[Items from a data source]
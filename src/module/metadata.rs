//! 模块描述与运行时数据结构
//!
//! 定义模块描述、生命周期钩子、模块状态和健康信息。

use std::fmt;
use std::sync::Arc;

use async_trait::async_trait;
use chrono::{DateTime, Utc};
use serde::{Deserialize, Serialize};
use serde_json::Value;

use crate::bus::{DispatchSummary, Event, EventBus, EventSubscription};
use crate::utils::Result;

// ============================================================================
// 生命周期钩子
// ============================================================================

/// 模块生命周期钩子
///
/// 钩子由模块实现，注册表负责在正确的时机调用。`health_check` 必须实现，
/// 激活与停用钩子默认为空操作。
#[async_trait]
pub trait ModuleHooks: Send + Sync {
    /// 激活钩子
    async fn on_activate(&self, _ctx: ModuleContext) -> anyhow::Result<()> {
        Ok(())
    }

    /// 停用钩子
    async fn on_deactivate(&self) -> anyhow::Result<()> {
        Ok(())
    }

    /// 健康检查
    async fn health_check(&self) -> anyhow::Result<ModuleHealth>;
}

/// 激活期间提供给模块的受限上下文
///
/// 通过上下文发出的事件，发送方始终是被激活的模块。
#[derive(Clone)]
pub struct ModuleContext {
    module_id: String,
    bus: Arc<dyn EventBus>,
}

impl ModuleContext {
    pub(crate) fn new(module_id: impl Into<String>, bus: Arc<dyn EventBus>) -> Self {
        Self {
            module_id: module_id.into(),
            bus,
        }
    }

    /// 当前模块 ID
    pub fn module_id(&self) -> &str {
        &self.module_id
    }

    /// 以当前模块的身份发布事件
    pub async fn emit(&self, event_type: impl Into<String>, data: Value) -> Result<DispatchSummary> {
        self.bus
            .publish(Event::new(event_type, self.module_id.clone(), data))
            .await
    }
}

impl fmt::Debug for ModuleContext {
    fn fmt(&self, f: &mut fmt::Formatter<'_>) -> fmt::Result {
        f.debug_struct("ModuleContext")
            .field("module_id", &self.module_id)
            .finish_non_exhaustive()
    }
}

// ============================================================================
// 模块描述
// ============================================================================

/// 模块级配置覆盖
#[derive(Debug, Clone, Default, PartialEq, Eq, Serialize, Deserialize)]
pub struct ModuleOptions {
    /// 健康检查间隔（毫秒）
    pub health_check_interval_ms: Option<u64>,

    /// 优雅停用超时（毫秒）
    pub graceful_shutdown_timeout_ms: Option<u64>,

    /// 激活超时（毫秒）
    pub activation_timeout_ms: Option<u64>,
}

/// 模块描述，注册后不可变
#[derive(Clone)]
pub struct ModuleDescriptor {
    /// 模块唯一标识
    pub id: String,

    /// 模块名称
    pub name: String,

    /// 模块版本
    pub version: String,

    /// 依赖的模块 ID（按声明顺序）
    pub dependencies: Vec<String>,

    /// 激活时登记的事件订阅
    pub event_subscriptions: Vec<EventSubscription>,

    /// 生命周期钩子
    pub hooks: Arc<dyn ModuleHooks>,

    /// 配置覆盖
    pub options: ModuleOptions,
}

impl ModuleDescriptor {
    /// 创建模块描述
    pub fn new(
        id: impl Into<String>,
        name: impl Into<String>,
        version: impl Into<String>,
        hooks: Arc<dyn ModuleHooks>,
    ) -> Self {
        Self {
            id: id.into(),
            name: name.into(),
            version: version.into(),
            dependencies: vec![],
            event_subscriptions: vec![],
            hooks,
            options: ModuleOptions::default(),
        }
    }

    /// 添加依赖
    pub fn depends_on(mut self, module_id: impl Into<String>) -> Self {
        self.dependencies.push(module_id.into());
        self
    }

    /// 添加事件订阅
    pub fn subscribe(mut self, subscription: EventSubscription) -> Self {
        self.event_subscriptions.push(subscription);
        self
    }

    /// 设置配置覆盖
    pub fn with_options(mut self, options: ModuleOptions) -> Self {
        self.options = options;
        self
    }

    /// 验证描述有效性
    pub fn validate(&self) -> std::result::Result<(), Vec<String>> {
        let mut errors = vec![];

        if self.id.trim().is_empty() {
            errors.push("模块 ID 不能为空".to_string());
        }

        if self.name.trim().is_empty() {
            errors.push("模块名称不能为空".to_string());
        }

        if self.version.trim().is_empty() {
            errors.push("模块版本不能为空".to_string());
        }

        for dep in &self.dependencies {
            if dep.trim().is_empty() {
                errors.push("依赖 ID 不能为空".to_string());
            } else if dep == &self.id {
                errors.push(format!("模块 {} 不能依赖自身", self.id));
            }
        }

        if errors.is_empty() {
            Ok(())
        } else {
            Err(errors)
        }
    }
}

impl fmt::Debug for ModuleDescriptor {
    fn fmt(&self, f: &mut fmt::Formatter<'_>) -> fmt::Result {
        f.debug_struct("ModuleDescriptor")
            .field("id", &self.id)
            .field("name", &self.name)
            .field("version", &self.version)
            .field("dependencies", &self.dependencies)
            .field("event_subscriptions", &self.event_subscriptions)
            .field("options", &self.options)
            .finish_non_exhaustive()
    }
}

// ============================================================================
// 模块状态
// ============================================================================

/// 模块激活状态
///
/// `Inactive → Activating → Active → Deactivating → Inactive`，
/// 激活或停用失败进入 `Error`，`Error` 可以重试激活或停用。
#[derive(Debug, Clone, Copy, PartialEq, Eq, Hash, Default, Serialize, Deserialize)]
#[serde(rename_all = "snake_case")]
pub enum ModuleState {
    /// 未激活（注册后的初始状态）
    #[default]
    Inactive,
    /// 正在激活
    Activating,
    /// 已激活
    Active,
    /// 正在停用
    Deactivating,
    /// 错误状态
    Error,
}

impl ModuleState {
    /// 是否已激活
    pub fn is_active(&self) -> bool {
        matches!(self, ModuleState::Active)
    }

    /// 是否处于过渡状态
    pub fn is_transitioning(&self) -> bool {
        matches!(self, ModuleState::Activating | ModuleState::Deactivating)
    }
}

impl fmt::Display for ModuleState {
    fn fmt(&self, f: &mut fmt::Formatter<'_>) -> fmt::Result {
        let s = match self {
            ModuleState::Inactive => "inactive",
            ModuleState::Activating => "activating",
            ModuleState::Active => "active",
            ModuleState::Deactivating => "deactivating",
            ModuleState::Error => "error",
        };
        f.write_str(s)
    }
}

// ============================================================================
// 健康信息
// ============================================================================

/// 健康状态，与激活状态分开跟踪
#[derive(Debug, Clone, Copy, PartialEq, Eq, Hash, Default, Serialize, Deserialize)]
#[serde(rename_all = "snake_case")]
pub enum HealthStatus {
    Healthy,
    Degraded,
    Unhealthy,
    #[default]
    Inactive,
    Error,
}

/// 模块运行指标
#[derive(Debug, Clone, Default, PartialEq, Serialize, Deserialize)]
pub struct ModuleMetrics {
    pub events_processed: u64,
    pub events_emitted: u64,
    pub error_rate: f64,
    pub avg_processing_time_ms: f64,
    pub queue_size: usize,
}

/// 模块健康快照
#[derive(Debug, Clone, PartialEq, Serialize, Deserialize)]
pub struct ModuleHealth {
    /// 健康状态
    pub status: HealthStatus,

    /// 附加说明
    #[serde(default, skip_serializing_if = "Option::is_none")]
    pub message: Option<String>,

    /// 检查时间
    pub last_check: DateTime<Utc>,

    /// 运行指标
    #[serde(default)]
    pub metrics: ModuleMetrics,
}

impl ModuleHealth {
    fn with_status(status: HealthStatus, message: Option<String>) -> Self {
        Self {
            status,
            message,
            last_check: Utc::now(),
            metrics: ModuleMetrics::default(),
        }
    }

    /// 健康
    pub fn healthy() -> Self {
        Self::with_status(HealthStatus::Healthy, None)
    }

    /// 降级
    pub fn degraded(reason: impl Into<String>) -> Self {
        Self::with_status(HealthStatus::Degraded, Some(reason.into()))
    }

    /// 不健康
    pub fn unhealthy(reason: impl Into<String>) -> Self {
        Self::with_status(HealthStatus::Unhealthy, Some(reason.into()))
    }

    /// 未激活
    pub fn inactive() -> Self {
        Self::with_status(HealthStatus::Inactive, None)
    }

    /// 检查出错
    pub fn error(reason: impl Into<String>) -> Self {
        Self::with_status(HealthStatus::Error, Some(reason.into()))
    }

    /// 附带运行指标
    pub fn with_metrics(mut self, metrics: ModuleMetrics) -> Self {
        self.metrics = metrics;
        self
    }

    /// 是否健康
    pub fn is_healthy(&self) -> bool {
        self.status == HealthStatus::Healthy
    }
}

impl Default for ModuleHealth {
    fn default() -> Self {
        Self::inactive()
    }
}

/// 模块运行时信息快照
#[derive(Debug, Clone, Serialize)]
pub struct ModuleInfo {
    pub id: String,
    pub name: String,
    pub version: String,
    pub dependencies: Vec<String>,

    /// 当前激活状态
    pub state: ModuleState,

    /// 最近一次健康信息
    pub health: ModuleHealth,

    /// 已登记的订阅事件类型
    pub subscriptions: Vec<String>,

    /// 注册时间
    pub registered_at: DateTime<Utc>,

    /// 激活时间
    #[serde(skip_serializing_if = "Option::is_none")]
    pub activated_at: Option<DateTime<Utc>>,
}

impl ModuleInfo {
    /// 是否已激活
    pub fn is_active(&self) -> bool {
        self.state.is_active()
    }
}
==
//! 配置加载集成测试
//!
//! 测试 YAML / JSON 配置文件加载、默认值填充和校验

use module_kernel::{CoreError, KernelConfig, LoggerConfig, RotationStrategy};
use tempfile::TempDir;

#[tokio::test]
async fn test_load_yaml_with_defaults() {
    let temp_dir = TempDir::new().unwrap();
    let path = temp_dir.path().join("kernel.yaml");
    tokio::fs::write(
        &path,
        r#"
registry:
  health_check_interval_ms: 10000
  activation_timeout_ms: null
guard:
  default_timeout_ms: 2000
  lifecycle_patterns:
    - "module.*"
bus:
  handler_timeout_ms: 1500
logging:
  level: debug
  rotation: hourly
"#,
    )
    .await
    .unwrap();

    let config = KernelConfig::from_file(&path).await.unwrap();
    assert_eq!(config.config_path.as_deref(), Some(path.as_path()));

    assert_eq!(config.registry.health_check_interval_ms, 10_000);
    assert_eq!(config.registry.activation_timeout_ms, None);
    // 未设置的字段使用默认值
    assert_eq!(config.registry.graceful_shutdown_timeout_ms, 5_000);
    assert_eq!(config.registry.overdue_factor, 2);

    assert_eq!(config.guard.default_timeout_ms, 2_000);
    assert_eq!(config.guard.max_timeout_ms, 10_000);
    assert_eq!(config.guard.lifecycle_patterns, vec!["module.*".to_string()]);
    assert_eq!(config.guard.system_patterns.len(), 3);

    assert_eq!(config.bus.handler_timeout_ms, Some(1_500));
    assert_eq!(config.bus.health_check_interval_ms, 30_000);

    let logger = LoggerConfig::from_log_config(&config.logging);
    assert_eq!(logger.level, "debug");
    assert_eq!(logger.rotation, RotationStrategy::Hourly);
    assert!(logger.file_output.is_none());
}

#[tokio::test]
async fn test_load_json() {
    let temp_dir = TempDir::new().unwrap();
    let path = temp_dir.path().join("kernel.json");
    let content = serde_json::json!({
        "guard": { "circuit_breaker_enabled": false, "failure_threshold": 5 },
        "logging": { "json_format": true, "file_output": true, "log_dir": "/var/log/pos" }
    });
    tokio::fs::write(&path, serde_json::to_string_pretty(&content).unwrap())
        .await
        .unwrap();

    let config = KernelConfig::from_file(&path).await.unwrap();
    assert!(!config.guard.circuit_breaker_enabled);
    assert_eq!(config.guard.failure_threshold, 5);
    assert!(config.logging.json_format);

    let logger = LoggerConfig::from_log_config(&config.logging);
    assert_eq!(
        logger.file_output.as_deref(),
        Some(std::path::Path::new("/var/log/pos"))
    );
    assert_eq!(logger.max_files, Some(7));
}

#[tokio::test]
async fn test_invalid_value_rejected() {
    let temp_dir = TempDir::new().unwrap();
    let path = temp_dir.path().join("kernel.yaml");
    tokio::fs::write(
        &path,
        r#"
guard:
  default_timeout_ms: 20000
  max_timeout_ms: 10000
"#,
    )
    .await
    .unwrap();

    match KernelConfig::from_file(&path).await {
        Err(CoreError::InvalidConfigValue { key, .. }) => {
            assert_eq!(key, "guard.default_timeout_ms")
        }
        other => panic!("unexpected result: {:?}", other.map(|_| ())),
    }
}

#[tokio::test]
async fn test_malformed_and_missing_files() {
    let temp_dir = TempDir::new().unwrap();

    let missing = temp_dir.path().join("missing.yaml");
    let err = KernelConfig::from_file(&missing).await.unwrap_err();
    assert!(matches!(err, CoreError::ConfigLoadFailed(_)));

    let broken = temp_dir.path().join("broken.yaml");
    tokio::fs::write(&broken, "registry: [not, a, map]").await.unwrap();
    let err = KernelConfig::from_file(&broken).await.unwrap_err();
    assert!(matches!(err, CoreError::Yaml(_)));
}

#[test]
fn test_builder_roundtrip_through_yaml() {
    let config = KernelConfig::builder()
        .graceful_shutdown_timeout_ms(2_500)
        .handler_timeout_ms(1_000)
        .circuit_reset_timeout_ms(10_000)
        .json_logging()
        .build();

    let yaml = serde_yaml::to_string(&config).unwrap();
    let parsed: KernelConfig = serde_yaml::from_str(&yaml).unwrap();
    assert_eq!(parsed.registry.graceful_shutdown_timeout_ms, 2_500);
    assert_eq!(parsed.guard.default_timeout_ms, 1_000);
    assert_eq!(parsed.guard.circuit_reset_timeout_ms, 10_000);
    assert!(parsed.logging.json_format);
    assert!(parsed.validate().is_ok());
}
--
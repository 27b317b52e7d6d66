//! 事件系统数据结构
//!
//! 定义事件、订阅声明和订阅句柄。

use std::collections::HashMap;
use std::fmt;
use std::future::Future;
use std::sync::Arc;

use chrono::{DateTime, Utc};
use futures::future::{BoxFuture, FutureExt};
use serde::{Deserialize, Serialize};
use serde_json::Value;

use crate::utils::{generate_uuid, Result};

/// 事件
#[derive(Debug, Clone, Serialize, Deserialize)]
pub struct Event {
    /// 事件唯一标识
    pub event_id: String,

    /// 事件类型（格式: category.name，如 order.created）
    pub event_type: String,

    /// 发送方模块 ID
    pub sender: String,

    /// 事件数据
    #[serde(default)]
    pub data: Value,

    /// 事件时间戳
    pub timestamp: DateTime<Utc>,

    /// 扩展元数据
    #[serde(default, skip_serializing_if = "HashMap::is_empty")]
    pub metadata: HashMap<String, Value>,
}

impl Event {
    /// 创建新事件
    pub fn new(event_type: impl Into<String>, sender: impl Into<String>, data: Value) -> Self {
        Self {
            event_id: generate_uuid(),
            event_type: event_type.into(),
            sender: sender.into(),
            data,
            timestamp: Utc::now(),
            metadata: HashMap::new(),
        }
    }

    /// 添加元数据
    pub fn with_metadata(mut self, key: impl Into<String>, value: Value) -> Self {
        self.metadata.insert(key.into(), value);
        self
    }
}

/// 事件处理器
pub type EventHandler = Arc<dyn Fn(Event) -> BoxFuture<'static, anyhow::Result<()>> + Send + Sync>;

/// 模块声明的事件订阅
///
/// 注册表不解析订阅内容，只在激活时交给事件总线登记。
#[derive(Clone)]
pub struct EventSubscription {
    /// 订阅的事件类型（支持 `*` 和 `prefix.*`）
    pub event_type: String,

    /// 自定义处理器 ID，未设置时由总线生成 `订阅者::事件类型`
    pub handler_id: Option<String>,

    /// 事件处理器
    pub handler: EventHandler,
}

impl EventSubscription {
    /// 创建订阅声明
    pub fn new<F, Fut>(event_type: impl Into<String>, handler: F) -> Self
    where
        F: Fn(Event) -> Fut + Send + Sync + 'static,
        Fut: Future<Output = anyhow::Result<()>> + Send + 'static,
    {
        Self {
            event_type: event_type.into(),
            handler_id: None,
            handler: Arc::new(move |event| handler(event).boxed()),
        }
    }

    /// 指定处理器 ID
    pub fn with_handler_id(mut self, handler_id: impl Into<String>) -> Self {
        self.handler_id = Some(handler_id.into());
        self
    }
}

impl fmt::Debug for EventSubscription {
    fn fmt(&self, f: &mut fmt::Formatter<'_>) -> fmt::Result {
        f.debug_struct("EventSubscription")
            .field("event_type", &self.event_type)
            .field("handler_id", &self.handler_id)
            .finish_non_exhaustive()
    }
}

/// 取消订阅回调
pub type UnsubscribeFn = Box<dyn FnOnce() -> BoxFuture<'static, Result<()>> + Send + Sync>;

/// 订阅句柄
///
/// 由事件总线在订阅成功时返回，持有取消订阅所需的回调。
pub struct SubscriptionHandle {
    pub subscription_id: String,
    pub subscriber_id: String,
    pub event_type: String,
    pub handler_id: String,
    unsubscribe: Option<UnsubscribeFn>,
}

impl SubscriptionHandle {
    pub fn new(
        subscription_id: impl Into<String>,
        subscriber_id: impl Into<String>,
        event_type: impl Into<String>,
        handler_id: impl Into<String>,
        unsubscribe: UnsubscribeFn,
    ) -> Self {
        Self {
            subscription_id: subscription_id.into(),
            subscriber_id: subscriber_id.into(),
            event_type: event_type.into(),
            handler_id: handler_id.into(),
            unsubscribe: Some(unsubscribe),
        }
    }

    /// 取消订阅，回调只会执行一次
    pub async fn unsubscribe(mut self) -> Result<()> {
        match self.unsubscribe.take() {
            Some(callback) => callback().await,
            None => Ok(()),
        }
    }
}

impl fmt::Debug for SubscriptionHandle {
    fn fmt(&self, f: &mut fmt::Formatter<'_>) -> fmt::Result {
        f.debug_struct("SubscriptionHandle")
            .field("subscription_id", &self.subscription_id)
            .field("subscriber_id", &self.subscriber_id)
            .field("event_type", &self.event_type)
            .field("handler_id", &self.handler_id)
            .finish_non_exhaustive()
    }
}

## Work task
Report each line of the data in which "KernelConfig" occurs.

## Response below
use module_kernel::{CoreError, KernelConfig, LoggerConfig, RotationStrategy};
    let config = KernelConfig::from_file(&path).await.unwrap();
    let config = KernelConfig::from_file(&path).await.unwrap();
    match KernelConfig::from_file(&path).await {
    let err = KernelConfig::from_file(&missing).await.unwrap_err();
    let err = KernelConfig::from_file(&broken).await.unwrap_err();
    let config = KernelConfig::builder()
    let parsed: KernelConfig = serde_yaml::from_str(&yaml).unwrap();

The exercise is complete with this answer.